• _TASK BRIEF_: Please copy out the lines in the entries that contain "DeserializeOwned".

• _DATA SUPPLIED_:
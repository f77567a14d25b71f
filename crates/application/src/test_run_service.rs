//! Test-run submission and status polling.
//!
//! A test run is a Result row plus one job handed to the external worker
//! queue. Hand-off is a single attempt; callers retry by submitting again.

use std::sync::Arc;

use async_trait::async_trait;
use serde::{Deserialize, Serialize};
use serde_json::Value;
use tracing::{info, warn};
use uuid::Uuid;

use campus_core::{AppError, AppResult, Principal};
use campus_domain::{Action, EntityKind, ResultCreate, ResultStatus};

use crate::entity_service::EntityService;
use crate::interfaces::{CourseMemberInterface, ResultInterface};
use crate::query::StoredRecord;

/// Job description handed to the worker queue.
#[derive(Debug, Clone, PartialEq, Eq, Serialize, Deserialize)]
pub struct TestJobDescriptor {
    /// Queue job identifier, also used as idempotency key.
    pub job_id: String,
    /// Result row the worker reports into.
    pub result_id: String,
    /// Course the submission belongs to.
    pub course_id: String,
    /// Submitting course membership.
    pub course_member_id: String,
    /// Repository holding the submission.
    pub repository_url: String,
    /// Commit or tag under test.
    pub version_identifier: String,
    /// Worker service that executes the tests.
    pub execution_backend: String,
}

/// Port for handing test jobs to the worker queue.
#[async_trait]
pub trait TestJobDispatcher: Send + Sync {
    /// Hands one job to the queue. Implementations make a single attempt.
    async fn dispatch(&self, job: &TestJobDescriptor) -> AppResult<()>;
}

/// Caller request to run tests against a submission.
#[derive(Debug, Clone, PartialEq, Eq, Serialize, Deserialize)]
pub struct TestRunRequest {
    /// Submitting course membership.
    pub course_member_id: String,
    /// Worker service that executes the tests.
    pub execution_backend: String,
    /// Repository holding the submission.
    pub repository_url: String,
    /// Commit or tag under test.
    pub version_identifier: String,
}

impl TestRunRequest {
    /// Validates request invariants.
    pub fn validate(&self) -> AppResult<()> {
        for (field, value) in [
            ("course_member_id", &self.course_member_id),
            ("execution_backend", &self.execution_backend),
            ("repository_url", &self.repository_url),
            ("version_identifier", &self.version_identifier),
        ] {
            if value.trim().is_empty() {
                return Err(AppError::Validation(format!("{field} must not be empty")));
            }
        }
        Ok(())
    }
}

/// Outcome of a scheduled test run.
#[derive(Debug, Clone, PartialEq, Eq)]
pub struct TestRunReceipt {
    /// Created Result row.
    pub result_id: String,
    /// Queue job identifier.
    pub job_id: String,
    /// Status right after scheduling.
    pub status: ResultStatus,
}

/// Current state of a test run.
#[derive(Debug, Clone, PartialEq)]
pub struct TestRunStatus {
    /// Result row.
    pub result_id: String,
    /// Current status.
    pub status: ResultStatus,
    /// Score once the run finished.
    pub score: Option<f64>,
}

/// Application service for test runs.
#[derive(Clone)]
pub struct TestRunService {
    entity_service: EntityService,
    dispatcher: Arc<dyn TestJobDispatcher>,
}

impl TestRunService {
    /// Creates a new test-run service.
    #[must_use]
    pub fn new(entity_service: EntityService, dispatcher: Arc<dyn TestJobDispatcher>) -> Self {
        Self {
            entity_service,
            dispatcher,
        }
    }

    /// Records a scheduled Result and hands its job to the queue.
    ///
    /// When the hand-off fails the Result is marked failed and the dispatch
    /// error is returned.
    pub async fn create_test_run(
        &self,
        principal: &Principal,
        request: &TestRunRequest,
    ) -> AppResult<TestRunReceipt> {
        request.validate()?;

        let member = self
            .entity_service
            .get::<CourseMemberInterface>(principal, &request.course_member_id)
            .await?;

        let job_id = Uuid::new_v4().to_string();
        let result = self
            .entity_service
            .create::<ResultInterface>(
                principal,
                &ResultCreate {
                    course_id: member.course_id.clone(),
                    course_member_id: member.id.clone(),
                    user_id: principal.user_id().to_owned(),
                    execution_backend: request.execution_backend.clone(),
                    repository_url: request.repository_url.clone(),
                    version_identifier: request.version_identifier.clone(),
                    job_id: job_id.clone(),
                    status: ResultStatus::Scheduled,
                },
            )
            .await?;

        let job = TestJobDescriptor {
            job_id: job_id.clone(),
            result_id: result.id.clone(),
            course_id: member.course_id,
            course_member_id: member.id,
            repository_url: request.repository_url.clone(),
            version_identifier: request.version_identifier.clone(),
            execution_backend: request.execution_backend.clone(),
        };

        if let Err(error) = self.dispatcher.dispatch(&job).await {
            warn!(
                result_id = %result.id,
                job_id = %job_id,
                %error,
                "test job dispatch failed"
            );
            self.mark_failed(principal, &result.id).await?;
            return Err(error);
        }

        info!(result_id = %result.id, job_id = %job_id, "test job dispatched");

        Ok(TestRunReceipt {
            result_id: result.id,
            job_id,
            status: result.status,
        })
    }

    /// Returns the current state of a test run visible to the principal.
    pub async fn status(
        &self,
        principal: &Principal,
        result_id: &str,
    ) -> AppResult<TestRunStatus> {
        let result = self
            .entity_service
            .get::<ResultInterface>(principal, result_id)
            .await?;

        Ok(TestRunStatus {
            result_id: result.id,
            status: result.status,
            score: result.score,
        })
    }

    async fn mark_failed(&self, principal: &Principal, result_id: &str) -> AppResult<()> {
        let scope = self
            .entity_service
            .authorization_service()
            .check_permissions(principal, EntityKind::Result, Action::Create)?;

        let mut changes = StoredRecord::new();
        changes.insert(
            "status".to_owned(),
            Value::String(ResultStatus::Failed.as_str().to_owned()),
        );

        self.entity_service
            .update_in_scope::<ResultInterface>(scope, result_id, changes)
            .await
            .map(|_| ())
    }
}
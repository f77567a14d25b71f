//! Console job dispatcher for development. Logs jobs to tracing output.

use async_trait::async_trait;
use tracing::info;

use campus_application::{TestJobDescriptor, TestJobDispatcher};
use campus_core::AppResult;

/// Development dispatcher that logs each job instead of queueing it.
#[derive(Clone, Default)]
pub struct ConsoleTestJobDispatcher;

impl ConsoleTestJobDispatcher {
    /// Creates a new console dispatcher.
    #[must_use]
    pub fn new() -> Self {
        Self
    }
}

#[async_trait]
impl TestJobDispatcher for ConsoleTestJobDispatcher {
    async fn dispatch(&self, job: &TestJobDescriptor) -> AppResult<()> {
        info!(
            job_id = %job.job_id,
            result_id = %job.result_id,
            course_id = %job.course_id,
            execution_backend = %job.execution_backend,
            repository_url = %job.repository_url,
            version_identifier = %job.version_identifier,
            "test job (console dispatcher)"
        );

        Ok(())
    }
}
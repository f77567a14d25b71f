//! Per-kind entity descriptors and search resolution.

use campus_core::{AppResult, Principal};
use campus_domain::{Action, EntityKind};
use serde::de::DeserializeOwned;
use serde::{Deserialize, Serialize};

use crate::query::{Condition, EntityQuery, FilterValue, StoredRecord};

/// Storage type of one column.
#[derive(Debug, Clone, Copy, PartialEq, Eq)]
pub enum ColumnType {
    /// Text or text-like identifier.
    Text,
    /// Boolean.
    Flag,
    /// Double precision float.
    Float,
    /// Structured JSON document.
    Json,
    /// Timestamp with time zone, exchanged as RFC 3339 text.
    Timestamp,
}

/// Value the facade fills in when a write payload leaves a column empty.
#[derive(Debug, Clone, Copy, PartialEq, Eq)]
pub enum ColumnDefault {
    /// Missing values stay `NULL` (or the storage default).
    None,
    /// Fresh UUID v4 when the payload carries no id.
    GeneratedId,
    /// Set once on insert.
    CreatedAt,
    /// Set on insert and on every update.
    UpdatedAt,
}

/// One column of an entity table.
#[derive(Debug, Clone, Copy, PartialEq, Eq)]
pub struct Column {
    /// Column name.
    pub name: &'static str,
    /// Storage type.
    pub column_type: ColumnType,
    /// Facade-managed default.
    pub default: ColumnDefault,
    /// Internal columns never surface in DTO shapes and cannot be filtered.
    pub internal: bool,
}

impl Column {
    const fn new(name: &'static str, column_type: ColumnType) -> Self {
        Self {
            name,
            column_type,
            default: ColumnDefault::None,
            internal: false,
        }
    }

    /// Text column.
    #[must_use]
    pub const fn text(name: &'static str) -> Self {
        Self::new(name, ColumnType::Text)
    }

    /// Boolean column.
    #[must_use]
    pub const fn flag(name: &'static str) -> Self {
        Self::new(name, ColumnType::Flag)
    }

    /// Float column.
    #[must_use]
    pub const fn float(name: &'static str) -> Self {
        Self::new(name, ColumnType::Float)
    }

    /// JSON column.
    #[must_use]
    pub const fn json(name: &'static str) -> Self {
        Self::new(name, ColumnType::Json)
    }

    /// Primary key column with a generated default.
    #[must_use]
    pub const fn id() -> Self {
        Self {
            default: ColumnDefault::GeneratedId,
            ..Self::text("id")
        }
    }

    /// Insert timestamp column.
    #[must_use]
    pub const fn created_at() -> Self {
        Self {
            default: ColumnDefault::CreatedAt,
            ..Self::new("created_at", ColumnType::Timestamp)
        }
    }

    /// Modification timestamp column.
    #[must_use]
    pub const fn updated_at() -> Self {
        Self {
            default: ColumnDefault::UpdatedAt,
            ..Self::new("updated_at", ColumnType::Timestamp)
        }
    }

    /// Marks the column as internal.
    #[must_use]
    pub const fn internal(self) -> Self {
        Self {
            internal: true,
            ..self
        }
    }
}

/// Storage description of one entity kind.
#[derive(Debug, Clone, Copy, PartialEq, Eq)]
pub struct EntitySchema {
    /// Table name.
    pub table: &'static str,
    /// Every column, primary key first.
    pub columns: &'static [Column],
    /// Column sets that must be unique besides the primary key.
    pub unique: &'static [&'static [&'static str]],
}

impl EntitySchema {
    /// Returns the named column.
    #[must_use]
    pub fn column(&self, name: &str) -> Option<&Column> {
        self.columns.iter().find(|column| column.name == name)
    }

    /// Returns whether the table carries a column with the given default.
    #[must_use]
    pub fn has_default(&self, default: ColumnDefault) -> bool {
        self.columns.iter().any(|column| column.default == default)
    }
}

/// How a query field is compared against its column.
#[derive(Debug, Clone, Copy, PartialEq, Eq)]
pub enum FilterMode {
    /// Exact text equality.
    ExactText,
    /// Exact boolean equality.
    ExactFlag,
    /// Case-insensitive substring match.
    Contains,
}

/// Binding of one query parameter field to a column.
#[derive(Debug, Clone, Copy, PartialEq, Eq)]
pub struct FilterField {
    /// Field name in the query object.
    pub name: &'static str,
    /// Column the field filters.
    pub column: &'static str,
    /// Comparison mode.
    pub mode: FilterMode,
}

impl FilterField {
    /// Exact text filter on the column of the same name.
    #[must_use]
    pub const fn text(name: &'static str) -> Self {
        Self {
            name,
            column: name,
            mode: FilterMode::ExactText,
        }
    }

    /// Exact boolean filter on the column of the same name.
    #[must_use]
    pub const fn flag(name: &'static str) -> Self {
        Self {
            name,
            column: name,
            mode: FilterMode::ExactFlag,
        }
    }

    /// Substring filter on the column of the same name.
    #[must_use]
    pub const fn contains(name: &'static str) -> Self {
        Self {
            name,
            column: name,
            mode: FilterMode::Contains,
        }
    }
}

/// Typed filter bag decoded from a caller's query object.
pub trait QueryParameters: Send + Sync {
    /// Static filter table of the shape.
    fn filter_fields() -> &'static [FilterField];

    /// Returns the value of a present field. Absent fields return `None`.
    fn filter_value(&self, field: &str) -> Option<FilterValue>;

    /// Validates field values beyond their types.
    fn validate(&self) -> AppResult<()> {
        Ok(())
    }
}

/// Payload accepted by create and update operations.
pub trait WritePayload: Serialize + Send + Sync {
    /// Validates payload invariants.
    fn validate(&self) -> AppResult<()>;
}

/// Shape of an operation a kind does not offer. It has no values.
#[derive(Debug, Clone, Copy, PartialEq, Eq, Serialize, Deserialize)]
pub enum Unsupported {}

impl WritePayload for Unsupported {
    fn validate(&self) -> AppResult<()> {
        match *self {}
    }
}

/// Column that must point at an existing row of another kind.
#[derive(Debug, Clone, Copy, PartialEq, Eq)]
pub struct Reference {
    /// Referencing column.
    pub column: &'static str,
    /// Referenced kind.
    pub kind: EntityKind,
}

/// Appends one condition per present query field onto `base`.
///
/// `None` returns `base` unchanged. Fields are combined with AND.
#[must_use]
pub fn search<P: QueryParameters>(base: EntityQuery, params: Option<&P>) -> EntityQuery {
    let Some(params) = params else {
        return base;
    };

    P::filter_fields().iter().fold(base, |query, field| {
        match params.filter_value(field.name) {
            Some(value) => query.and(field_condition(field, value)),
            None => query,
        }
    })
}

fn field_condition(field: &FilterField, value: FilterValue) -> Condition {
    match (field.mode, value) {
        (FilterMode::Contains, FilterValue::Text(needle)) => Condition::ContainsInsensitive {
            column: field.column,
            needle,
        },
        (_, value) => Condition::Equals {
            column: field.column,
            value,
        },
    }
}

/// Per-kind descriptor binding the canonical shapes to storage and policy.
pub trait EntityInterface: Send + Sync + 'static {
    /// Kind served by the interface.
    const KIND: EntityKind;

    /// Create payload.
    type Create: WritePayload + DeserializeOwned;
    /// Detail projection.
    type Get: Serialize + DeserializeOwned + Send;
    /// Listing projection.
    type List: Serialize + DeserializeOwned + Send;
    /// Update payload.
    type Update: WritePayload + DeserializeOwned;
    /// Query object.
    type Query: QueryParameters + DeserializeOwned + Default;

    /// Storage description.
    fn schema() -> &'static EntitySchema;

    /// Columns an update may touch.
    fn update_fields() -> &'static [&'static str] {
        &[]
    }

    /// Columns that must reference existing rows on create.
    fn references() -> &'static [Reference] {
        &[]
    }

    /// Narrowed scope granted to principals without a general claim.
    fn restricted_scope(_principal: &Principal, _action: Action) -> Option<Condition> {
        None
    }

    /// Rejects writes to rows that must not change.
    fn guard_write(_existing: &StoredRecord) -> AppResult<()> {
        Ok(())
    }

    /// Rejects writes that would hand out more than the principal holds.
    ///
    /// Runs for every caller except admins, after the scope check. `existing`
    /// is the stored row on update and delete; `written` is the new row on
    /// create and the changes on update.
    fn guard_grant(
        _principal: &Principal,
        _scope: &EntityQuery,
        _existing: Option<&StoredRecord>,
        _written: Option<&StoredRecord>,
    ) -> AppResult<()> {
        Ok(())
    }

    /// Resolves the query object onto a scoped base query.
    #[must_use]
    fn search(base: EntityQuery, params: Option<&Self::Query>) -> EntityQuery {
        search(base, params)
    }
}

• _ANSWER BOX_:
use serde::de::DeserializeOwned;
    type Create: WritePayload + DeserializeOwned;
    type Get: Serialize + DeserializeOwned + Send;
    type List: Serialize + DeserializeOwned + Send;
    type Update: WritePayload + DeserializeOwned;
    type Query: QueryParameters + DeserializeOwned + Default;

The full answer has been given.